Aquí abajo no está -apareció la figura de una mujer por el umbral de la puerta-.
¿Y la abuela?¿Tú la has visto?
- Acabo de entrar; vengo de dejar
a Petunia en ballet -suspiró fatigada, dejando las llaves encima de la mesa-. A
la abuela la dejé durmiendo arriba, en mi cama, antes de irme. Del abuelo no
hay rastro; ni de su furgoneta. Espero que arregle de una vez esa maldita
lavadora. Se pasa todas las mañanas encerrado en el sótano. No entiendo que
hace tanto tiempo ahí. La lavadora está siempre encendida. Ayer le dijo a
Petunia que la arreglaría definitivamente. Es un cacharro estrepitoso que data
de su boda y todo lo que pones dentro lo destruye. Conseguí venderle algunas
camisetas roídas de óxido al novio hippie de la paseadora de perros del vecindario
-añadió con un risa inocente mientras tentaba con la mano el brazo del sofá en
el que quería sentarse-. Viven en una furgoneta sesentera de esas.
- Cuando lo llamaba por teléfono
solía contarme que tenía insomnio porque la abuela le hablaba de noche en
sueños, que no se callaba -dijo, con una cara descompuesta.
- Desde que te fuiste, la abuela,
al poco tiempo, dejó de hablar. Siempre está débil. Nunca los veo juntos.
Duermen en habitaciones separadas. El abuelo suele dar paseos nocturnos por la
casa e incluso se pasa toda la noche fuera. Se ha vuelto muy serio y distante;
me rehúye tanto como a la abuela. Petunia le tiene miedo. Le provoca pesadillas
escuchar los pasos por toda la casa. Además, por si fuera poco, solo le habla a
ella. La lavadora se calla cuando Petunia entra en casa. Es exagerado.
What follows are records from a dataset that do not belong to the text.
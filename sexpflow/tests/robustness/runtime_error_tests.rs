// sexpflow Runtime Error Handling Tests
// Tests for runtime error detection and reporting

use sexpflow::runtime::{Resource, StandardLibrary};
use sexpflow::runtime::environment::Environment;
use sexpflow::runtime::evaluator::Evaluator;
use sexpflow::runtime::values::Arity;
use sexpflow::{parse, EvalErrorKind, Symbol, Value};

/// Test runner for runtime error tests
struct RuntimeErrorTestRunner {
    evaluator: Evaluator,
    env: Environment,
}

impl RuntimeErrorTestRunner {
    fn new() -> Self {
        Self {
            evaluator: Evaluator::new(),
            env: StandardLibrary::create_global_environment().child(),
        }
    }

    fn run_error_test(&mut self, source: &str) -> EvalErrorKind {
        let expr = parse(source).unwrap_or_else(|e| panic!("Parse error: {}", e));
        match self.evaluator.evaluate(&expr, &self.env) {
            Ok(result) => panic!("Expected {:?} to fail, but got success: {}", source, result),
            Err(error) => {
                // Every error renders as a single line with a kind and the form
                let message = error.to_string();
                assert!(!message.is_empty());
                error.kind
            }
        }
    }

    fn run_success_test(&mut self, source: &str) -> Value {
        let expr = parse(source).unwrap_or_else(|e| panic!("Parse error: {}", e));
        self.evaluator
            .evaluate(&expr, &self.env)
            .unwrap_or_else(|e| panic!("Evaluation error for {:?}: {}", source, e))
    }
}

#[test]
fn test_unbound_symbol() {
    let mut runner = RuntimeErrorTestRunner::new();
    assert_eq!(
        runner.run_error_test("(+ 1 undefined-var)"),
        EvalErrorKind::UnboundSymbol { symbol: Symbol::new("undefined-var") }
    );
}

#[test]
fn test_closure_arity_mismatch() {
    let mut runner = RuntimeErrorTestRunner::new();
    runner.run_success_test("(bind add2 (lambda (a b) (+ a b)))");
    for call in ["(add2 1)", "(add2 1 2 3)", "(add2)"] {
        match runner.run_error_test(call) {
            EvalErrorKind::ArityMismatch { callee, expected, .. } => {
                assert_eq!(callee, "#<closure (a b)>");
                assert_eq!(expected, Arity::Fixed(2));
            }
            other => panic!("expected arity mismatch for {}, got {:?}", call, other),
        }
    }
    assert_eq!(runner.run_success_test("(add2 1 2)"), Value::Integer(3));
}

#[test]
fn test_primitive_arity_mismatch() {
    let mut runner = RuntimeErrorTestRunner::new();
    assert_eq!(
        runner.run_error_test("(not 1 2)"),
        EvalErrorKind::ArityMismatch { callee: "not".to_string(), expected: Arity::Fixed(1), got: 2 }
    );
}

#[test]
fn test_type_mismatch() {
    let mut runner = RuntimeErrorTestRunner::new();
    assert_eq!(
        runner.run_error_test("(< 1 \"two\")"),
        EvalErrorKind::TypeMismatch {
            operation: "<".to_string(),
            expected: "number".to_string(),
            got: "string".to_string(),
        }
    );
}

#[test]
fn test_division_by_zero() {
    let mut runner = RuntimeErrorTestRunner::new();
    assert_eq!(runner.run_error_test("(/ 1 0)"), EvalErrorKind::DivisionByZero);
    assert_eq!(runner.run_error_test("(/ 1.0 0.0)"), EvalErrorKind::DivisionByZero);
}

#[test]
fn test_not_callable() {
    let mut runner = RuntimeErrorTestRunner::new();
    assert!(matches!(runner.run_error_test("(\"f\" 1)"), EvalErrorKind::NotCallable { .. }));
    assert!(matches!(runner.run_error_test("(#t)"), EvalErrorKind::NotCallable { .. }));
}

#[test]
fn test_field_not_found() {
    let mut runner = RuntimeErrorTestRunner::new();
    assert_eq!(
        runner.run_error_test("(get-field (list (list \"a\" 1)) \"b\")"),
        EvalErrorKind::FieldNotFound { key: "b".to_string() }
    );
}

#[test]
fn test_runaway_recursion_is_resource_exhausted() {
    let mut runner = RuntimeErrorTestRunner::new();
    runner.run_success_test("(bind forever (lambda (n) (forever (+ n 1))))");
    match runner.run_error_test("(forever 0)") {
        EvalErrorKind::ResourceExhausted { resource, .. } => {
            assert!(matches!(resource, Resource::CallDepth | Resource::EvalDepth));
        }
        other => panic!("expected resource exhaustion, got {:?}", other),
    }
    // The evaluator is usable afterwards
    assert_eq!(runner.run_success_test("(+ 1 1)"), Value::Integer(2));
}

#[test]
fn test_fail_fast_skips_later_siblings() {
    let mut runner = RuntimeErrorTestRunner::new();
    runner.run_success_test("(bind touched #f)");
    runner.run_error_test("(list (/ 1 0) (set! touched #t))");
    assert_eq!(runner.run_success_test("touched"), Value::Boolean(false));
}

#[test]
fn test_error_reports_offending_expression() {
    let mut runner = RuntimeErrorTestRunner::new();
    let expr = parse("(let ((x 1)) (+ x (first 5)))").unwrap();
    let error = runner.evaluator.evaluate(&expr, &runner.env).unwrap_err();
    assert_eq!(error.expr.as_ref().map(|e| e.to_string()), Some("(first 5)".to_string()));
    assert_eq!(
        error.to_string(),
        "Type error in first: expected list, got integer in (first 5)"
    );
}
Parece
que esté obsesionado con ella. Petunia se ha vuelto silenciosa como un gato.
****
- ¡Tú! ¡TÚ! Creías que nunca
llegaría este día, ¿verdad? ¿Creías que pasaría el resto de tu insignificante vida
soportando tu ruinosa presencia y tus repugnantes sonidos? Escupiría sobre lo
que queda de ti pero no mereces ni eso. Tú me llevaste a esta situación. No
pude dormir ni un día. NI UN DÍA. ¿Y todo gracias a quién? Exacto. Tenía que
dormir a veces en mi caravana. Los vecinos se pensaban que estaba loco y los
del trabajo que ni siquiera tenía casa.
¡TODAS LAS SANTÍSIMAS NOCHES DEL
SEÑOR RETUMBANDO EN MI CABEZA PENSAMIENTOS SOBRE TI Y LO QUE TE HARÍA UNO DE
ESTOS DÍAS! Tenlo por seguro; no lo dudes. He estado planeando esto desde el
primer día que te traje a esta casa. Y, ahora, ya está hecho. Ya estoy...
tranquilo, satisfecho... Siento paz. Sé que a partir de ahora todo irá cuesta
arriba. Por fin podré de dejar de culpar a mi mujer.